▶ _YOUR INSTRUCTIONS_: Every record, from first to last, should be written out again exactly.

▶ _ENTRIES SHOWN_:
=== Section Start ===
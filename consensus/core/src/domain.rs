//! Problem domains and the plugin capability seam.
//!
//! The core never runs ML itself: optimization, inference and synthetic data
//! generation are capability interfaces resolved per domain through the
//! [`PluginRegistry`]. The registry is populated at startup; domains are never
//! removed once chain state references them.

use serde::{Deserialize, Serialize};
use std::collections::HashMap;
use std::sync::Arc;
use thiserror::Error;

use doin_hashes::Hash;

use crate::DomainId;

/// Immutable descriptor of a registered optimization problem.
#[derive(Clone, Debug, Serialize, Deserialize)]
pub struct Domain {
    pub domain_id: DomainId,
    /// Relative contribution of this domain's accepted increments to block production. Positive.
    pub weight: f64,
    pub higher_is_better: bool,
    /// Name of the metric the plugins report, e.g. "neg_mse" or "accuracy".
    pub performance_metric: String,
    /// Metric of the domain's null model; seeds the running best.
    pub baseline_metric: f64,
    /// Inclusive bounds on the parameter-vector dimension accepted at reveal.
    pub min_dimensions: usize,
    pub max_dimensions: usize,
}

impl Domain {
    /// Signed improvement of `candidate` over `reference`, respecting metric direction.
    pub fn improvement(&self, candidate: f64, reference: f64) -> f64 {
        if self.higher_is_better {
            candidate - reference
        } else {
            reference - candidate
        }
    }

    /// Whether `candidate` is a strictly better metric than `reference`.
    pub fn is_better(&self, candidate: f64, reference: f64) -> bool {
        self.improvement(candidate, reference) > 0.0
    }
}

/// Declared resource cost of an optimization run, checked against the
/// per-node caps at commit time and again at reveal.
#[derive(Clone, Copy, Debug, Default, PartialEq, Eq, Serialize, Deserialize)]
pub struct ResourceBudget {
    pub training_seconds: u64,
    pub memory_mb: u64,
}

#[derive(Error, Debug, Clone)]
pub enum PluginError {
    #[error("plugin failure in domain {0}: {1}")]
    Failure(DomainId, String),

    #[error("plugin exceeded its deadline")]
    Timeout,
}

pub type PluginResult<T> = std::result::Result<T, PluginError>;

/// Output of a local optimization run.
#[derive(Clone, Debug)]
pub struct OptimizationOutcome {
    /// Opaque serialized model parameters.
    pub parameters: Vec<u8>,
    /// Metric the optimizer measured locally.
    pub metric: f64,
}

/// Local model training driven by a deterministic seed.
pub trait Optimize: Send + Sync {
    fn optimize(&self, domain: &Domain, seed: Hash, budget: ResourceBudget) -> PluginResult<OptimizationOutcome>;
}

/// Measures the performance metric of revealed parameters over (synthetic) data.
pub trait Infer: Send + Sync {
    fn evaluate(&self, domain: &Domain, parameters: &[u8], data_seed: Hash) -> PluginResult<f64>;
}

/// Deterministic synthetic-data generation; evaluators derive per-evaluator
/// seeds so an optimizer cannot overfit the verification set.
pub trait GenerateSynthetic: Send + Sync {
    fn generate(&self, domain: &Domain, seed: Hash, samples: usize) -> PluginResult<Vec<u8>>;
}

/// The three capability handles a domain registers.
#[derive(Clone)]
pub struct PluginSet {
    pub optimize: Arc<dyn Optimize>,
    pub infer: Arc<dyn Infer>,
    pub synthesize: Arc<dyn GenerateSynthetic>,
}

#[derive(Error, Debug, Clone)]
pub enum RegistryError {
    #[error("domain {0} is already registered")]
    DuplicateDomain(DomainId),

    #[error("domain {0} is not registered")]
    UnknownDomain(DomainId),

    #[error("domain {0} has non-positive weight {1}")]
    NonPositiveWeight(DomainId, f64),
}

/// Maps `domain_id` to its descriptor and plugin triple.
#[derive(Default, Clone)]
pub struct PluginRegistry {
    domains: HashMap<DomainId, (Domain, PluginSet)>,
}

impl PluginRegistry {
    pub fn new() -> Self {
        Self::default()
    }

    pub fn register(&mut self, domain: Domain, plugins: PluginSet) -> Result<(), RegistryError> {
        if domain.weight <= 0.0 {
            return Err(RegistryError::NonPositiveWeight(domain.domain_id.clone(), domain.weight));
        }
        if self.domains.contains_key(&domain.domain_id) {
            return Err(RegistryError::DuplicateDomain(domain.domain_id.clone()));
        }
        self.domains.insert(domain.domain_id.clone(), (domain, plugins));
        Ok(())
    }

    pub fn domain(&self, domain_id: &str) -> Result<&Domain, RegistryError> {
        self.domains.get(domain_id).map(|(domain, _)| domain).ok_or_else(|| RegistryError::UnknownDomain(domain_id.to_string()))
    }

    pub fn plugins(&self, domain_id: &str) -> Result<&PluginSet, RegistryError> {
        self.domains.get(domain_id).map(|(_, plugins)| plugins).ok_or_else(|| RegistryError::UnknownDomain(domain_id.to_string()))
    }

    pub fn domains(&self) -> impl Iterator<Item = &Domain> {
        self.domains.values().map(|(domain, _)| domain)
    }

    pub fn contains(&self, domain_id: &str) -> bool {
        self.domains.contains_key(domain_id)
    }
}

#[cfg(test)]
mod tests {
    use super::*;

    fn quadratic() -> Domain {
        Domain {
            domain_id: "quadratic".into(),
            weight: 1.0,
            higher_is_better: false,
            performance_metric: "neg_loss".into(),
            baseline_metric: -1000.0,
            min_dimensions: 1,
            max_dimensions: 16,
        }
    }

    #[test]
    fn test_improvement_respects_direction() {
        let lower_is_better = quadratic();
        assert!(lower_is_better.improvement(-99.0, -100.0) < 0.0);
        assert!(lower_is_better.improvement(-101.0, -100.0) > 0.0);

        let higher_is_better = Domain { higher_is_better: true, ..quadratic() };
        assert!(higher_is_better.improvement(0.9, 0.8) > 0.0);
    }

    struct NoopPlugin;
    impl Optimize for NoopPlugin {
        fn optimize(&self, _: &Domain, _: Hash, _: ResourceBudget) -> PluginResult<OptimizationOutcome> {
            Ok(OptimizationOutcome { parameters: vec![], metric: 0.0 })
        }
    }
    impl Infer for NoopPlugin {
        fn evaluate(&self, _: &Domain, _: &[u8], _: Hash) -> PluginResult<f64> {
            Ok(0.0)
        }
    }
    impl GenerateSynthetic for NoopPlugin {
        fn generate(&self, _: &Domain, _: Hash, _: usize) -> PluginResult<Vec<u8>> {
            Ok(vec![])
        }
    }

    fn noop_set() -> PluginSet {
        let plugin = Arc::new(NoopPlugin);
        PluginSet { optimize: plugin.clone(), infer: plugin.clone(), synthesize: plugin }
    }

    #[test]
    fn test_registry_rejects_duplicates_and_bad_weights() {
        let mut registry = PluginRegistry::new();
        registry.register(quadratic(), noop_set()).unwrap();
        assert!(matches!(registry.register(quadratic(), noop_set()), Err(RegistryError::DuplicateDomain(_))));

        let bad = Domain { domain_id: "zero".into(), weight: 0.0, ..quadratic() };
        assert!(matches!(registry.register(bad, noop_set()), Err(RegistryError::NonPositiveWeight(..))));
        assert!(registry.domain("quadratic").is_ok());
        assert!(registry.domain("missing").is_err());
    }
}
=== Section End ===
▶ _RESPONSE TO THE TASK_:
filename consensus/core/src/domain.rs
//! Problem domains and the plugin capability seam.
//!
//! The core never runs ML itself: optimization, inference and synthetic data
//! generation are capability interfaces resolved per domain through the
//! [`PluginRegistry`]. The registry is populated at startup; domains are never
//! removed once chain state references them.

use serde::{Deserialize, Serialize};
use std::collections::HashMap;
use std::sync::Arc;
use thiserror::Error;

use doin_hashes::Hash;

use crate::DomainId;

/// Immutable descriptor of a registered optimization problem.
#[derive(Clone, Debug, Serialize, Deserialize)]
pub struct Domain {
    pub domain_id: DomainId,
    /// Relative contribution of this domain's accepted increments to block production. Positive.
    pub weight: f64,
    pub higher_is_better: bool,
    /// Name of the metric the plugins report, e.g. "neg_mse" or "accuracy".
    pub performance_metric: String,
    /// Metric of the domain's null model; seeds the running best.
    pub baseline_metric: f64,
    /// Inclusive bounds on the parameter-vector dimension accepted at reveal.
    pub min_dimensions: usize,
    pub max_dimensions: usize,
}

impl Domain {
    /// Signed improvement of `candidate` over `reference`, respecting metric direction.
    pub fn improvement(&self, candidate: f64, reference: f64) -> f64 {
        if self.higher_is_better {
            candidate - reference
        } else {
            reference - candidate
        }
    }

    /// Whether `candidate` is a strictly better metric than `reference`.
    pub fn is_better(&self, candidate: f64, reference: f64) -> bool {
        self.improvement(candidate, reference) > 0.0
    }
}

/// Declared resource cost of an optimization run, checked against the
/// per-node caps at commit time and again at reveal.
#[derive(Clone, Copy, Debug, Default, PartialEq, Eq, Serialize, Deserialize)]
pub struct ResourceBudget {
    pub training_seconds: u64,
    pub memory_mb: u64,
}

#[derive(Error, Debug, Clone)]
pub enum PluginError {
    #[error("plugin failure in domain {0}: {1}")]
    Failure(DomainId, String),

    #[error("plugin exceeded its deadline")]
    Timeout,
}

pub type PluginResult<T> = std::result::Result<T, PluginError>;

/// Output of a local optimization run.
#[derive(Clone, Debug)]
pub struct OptimizationOutcome {
    /// Opaque serialized model parameters.
    pub parameters: Vec<u8>,
    /// Metric the optimizer measured locally.
    pub metric: f64,
}

/// Local model training driven by a deterministic seed.
pub trait Optimize: Send + Sync {
    fn optimize(&self, domain: &Domain, seed: Hash, budget: ResourceBudget) -> PluginResult<OptimizationOutcome>;
}

/// Measures the performance metric of revealed parameters over (synthetic) data.
pub trait Infer: Send + Sync {
    fn evaluate(&self, domain: &Domain, parameters: &[u8], data_seed: Hash) -> PluginResult<f64>;
}

/// Deterministic synthetic-data generation; evaluators derive per-evaluator
/// seeds so an optimizer cannot overfit the verification set.
pub trait GenerateSynthetic: Send + Sync {
    fn generate(&self, domain: &Domain, seed: Hash, samples: usize) -> PluginResult<Vec<u8>>;
}

/// The three capability handles a domain registers.
#[derive(Clone)]
pub struct PluginSet {
    pub optimize: Arc<dyn Optimize>,
    pub infer: Arc<dyn Infer>,
    pub synthesize: Arc<dyn GenerateSynthetic>,
}

#[derive(Error, Debug, Clone)]
pub enum RegistryError {
    #[error("domain {0} is already registered")]
    DuplicateDomain(DomainId),

    #[error("domain {0} is not registered")]
    UnknownDomain(DomainId),

    #[error("domain {0} has non-positive weight {1}")]
    NonPositiveWeight(DomainId, f64),
}

/// Maps `domain_id` to its descriptor and plugin triple.
#[derive(Default, Clone)]
pub struct PluginRegistry {
    domains: HashMap<DomainId, (Domain, PluginSet)>,
}

impl PluginRegistry {
    pub fn new() -> Self {
        Self::default()
    }

    pub fn register(&mut self, domain: Domain, plugins: PluginSet) -> Result<(), RegistryError> {
        if domain.weight <= 0.0 {
            return Err(RegistryError::NonPositiveWeight(domain.domain_id.clone(), domain.weight));
        }
        if self.domains.contains_key(&domain.domain_id) {
            return Err(RegistryError::DuplicateDomain(domain.domain_id.clone()));
        }
        self.domains.insert(domain.domain_id.clone(), (domain, plugins));
        Ok(())
    }

    pub fn domain(&self, domain_id: &str) -> Result<&Domain, RegistryError> {
        self.domains.get(domain_id).map(|(domain, _)| domain).ok_or_else(|| RegistryError::UnknownDomain(domain_id.to_string()))
    }

    pub fn plugins(&self, domain_id: &str) -> Result<&PluginSet, RegistryError> {
        self.domains.get(domain_id).map(|(_, plugins)| plugins).ok_or_else(|| RegistryError::UnknownDomain(domain_id.to_string()))
    }

    pub fn domains(&self) -> impl Iterator<Item = &Domain> {
        self.domains.values().map(|(domain, _)| domain)
    }

    pub fn contains(&self, domain_id: &str) -> bool {
        self.domains.contains_key(domain_id)
    }
}

#[cfg(test)]
mod tests {
    use super::*;

    fn quadratic() -> Domain {
        Domain {
            domain_id: "quadratic".into(),
            weight: 1.0,
            higher_is_better: false,
            performance_metric: "neg_loss".into(),
            baseline_metric: -1000.0,
            min_dimensions: 1,
            max_dimensions: 16,
        }
    }

    #[test]
    fn test_improvement_respects_direction() {
        let lower_is_better = quadratic();
        assert!(lower_is_better.improvement(-99.0, -100.0) < 0.0);
        assert!(lower_is_better.improvement(-101.0, -100.0) > 0.0);

        let higher_is_better = Domain { higher_is_better: true, ..quadratic() };
        assert!(higher_is_better.improvement(0.9, 0.8) > 0.0);
    }

    struct NoopPlugin;
    impl Optimize for NoopPlugin {
        fn optimize(&self, _: &Domain, _: Hash, _: ResourceBudget) -> PluginResult<OptimizationOutcome> {
            Ok(OptimizationOutcome { parameters: vec![], metric: 0.0 })
        }
    }
    impl Infer for NoopPlugin {
        fn evaluate(&self, _: &Domain, _: &[u8], _: Hash) -> PluginResult<f64> {
            Ok(0.0)
        }
    }
    impl GenerateSynthetic for NoopPlugin {
        fn generate(&self, _: &Domain, _: Hash, _: usize) -> PluginResult<Vec<u8>> {
            Ok(vec![])
        }
    }

    fn noop_set() -> PluginSet {
        let plugin = Arc::new(NoopPlugin);
        PluginSet { optimize: plugin.clone(), infer: plugin.clone(), synthesize: plugin }
    }

    #[test]
    fn test_registry_rejects_duplicates_and_bad_weights() {
        let mut registry = PluginRegistry::new();
        registry.register(quadratic(), noop_set()).unwrap();
        assert!(matches!(registry.register(quadratic(), noop_set()), Err(RegistryError::DuplicateDomain(_))));

        let bad = Domain { domain_id: "zero".into(), weight: 0.0, ..quadratic() };
        assert!(matches!(registry.register(bad, noop_set()), Err(RegistryError::NonPositiveWeight(..))));
        assert!(registry.domain("quadratic").is_ok());
        assert!(registry.domain("missing").is_err());
    }
}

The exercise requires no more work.